海外で日本語を教えています

日本語教師です。ネイティブスピーカーとしてだけでなく、色んな角度から日本語を見ていきたいと思っています。

日本語教育という名のサービス

昨日ネットサーフィンをしていて、たまたま「つながろうねっト」という言語文化教育研究学会の勉強会の動画を見つけた。

www.youtube.com

なるほど。確かに私も日本語教育の商品化を感じる。私の勤務先は民間の日本語学校なので、生徒の確保は死活問題でもある。それに経営者は野心的で、学校の規模の拡大を目指している。
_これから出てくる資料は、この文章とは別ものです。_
//! Represents a restaurant in the catalog.
//!
//! # Actor Framework
//! This struct implements the [`ActorEntity`](crate::framework::ActorEntity) trait,
//! allowing it to be managed by a [`ResourceActor`](crate::framework::ResourceActor).
//!
//! A restaurant is the aggregate root of its [`RestaurantPizza`] associations: they are stored
//! inside it, so creating one and deleting the restaurant along with all of them are each a
//! single message to the restaurant actor.
//!
//! See [`impl ActorEntity for Restaurant`](#impl-ActorEntity-for-Restaurant) for details on:
//! - Creation parameters ([`RestaurantCreate`])
//! - Custom actions ([`RestaurantAction`](crate::restaurant_actor::RestaurantAction))
use crate::model::RestaurantPizza;
use serde::{Deserialize, Serialize};
use std::fmt::Display;

/// Type-safe identifier for Restaurants.
#[derive(Debug, Clone, Copy, PartialEq, Eq, PartialOrd, Ord, Hash, Serialize, Deserialize)]
#[serde(transparent)]
pub struct RestaurantId(pub u32);

impl From<u32> for RestaurantId {
    fn from(id: u32) -> Self {
        Self(id)
    }
}

impl Display for RestaurantId {
    fn fmt(&self, f: &mut std::fmt::Formatter<'_>) -> std::fmt::Result {
        write!(f, "restaurant_{}", self.0)
    }
}

#[derive(Debug, Clone, PartialEq)]
pub struct Restaurant {
    pub id: RestaurantId,
    pub name: String,
    pub address: String,
    /// Associations in creation order.
    pub restaurant_pizzas: Vec<RestaurantPizza>,
}

impl Restaurant {
    /// Creates a restaurant with no associations yet.
    pub fn new(id: RestaurantId, name: impl Into<String>, address: impl Into<String>) -> Self {
        Self {
            id,
            name: name.into(),
            address: address.into(),
            restaurant_pizzas: Vec::new(),
        }
    }
}

/// Payload for creating a new restaurant.
#[derive(Debug, Clone, Deserialize)]
pub struct RestaurantCreate {
    pub name: String,
    pub address: String,
}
私はそのことに特に反対している訳じゃないけれど、規模が大きくなり過ぎて管理が行き届かなくならないかは心配だ(雇われの身、しかも新米の私が心配してもしょうがないのだけれど)。

特に日本語をサービスとして学習者に提供することには異存はないけれど、教育に関しては他のサービス業(美容師とかタクシーの運転手とか)とは異なる性質があると思う。それは、お客様(学習者)に表面だけいい顔をするだけでなく、本当の意味で学習者の利益になることを考える必要があるという点だ。そのためには、多少厳しい態度をとる場面もあることだろう。

ただ単に「快」だけを提供し、その場だけで終わるのではなく、その人の人間的な成長に寄与することができたら、本当の意味で日本語教育のサービスが完成するのではないかと思う。まあ、日本語に限らず、あらゆる教育サービスはそうあるべきなのだろうけれど。

私も一人ひとりの学習者と真剣に向き合い、良い方向へ導くことができるように頑張っていきたい。